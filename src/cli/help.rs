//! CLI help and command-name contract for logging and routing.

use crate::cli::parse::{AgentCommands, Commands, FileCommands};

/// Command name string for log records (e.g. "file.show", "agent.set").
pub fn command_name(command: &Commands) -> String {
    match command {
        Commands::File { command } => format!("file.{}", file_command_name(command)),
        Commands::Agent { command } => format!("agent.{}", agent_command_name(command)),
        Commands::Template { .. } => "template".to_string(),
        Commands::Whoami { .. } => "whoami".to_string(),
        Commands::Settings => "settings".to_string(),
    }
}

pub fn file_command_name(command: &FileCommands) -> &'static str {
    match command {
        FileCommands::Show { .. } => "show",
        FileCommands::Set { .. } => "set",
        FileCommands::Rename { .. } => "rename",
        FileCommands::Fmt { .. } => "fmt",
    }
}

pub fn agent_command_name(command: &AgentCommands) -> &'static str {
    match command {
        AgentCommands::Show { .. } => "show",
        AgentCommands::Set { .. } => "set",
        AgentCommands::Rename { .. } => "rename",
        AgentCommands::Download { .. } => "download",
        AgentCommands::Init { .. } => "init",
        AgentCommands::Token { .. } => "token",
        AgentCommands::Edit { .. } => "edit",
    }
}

> **What you will do**: What is needed here is how many lines of the entries contain "format"; give that number alone.

> **Answer to this task**: 2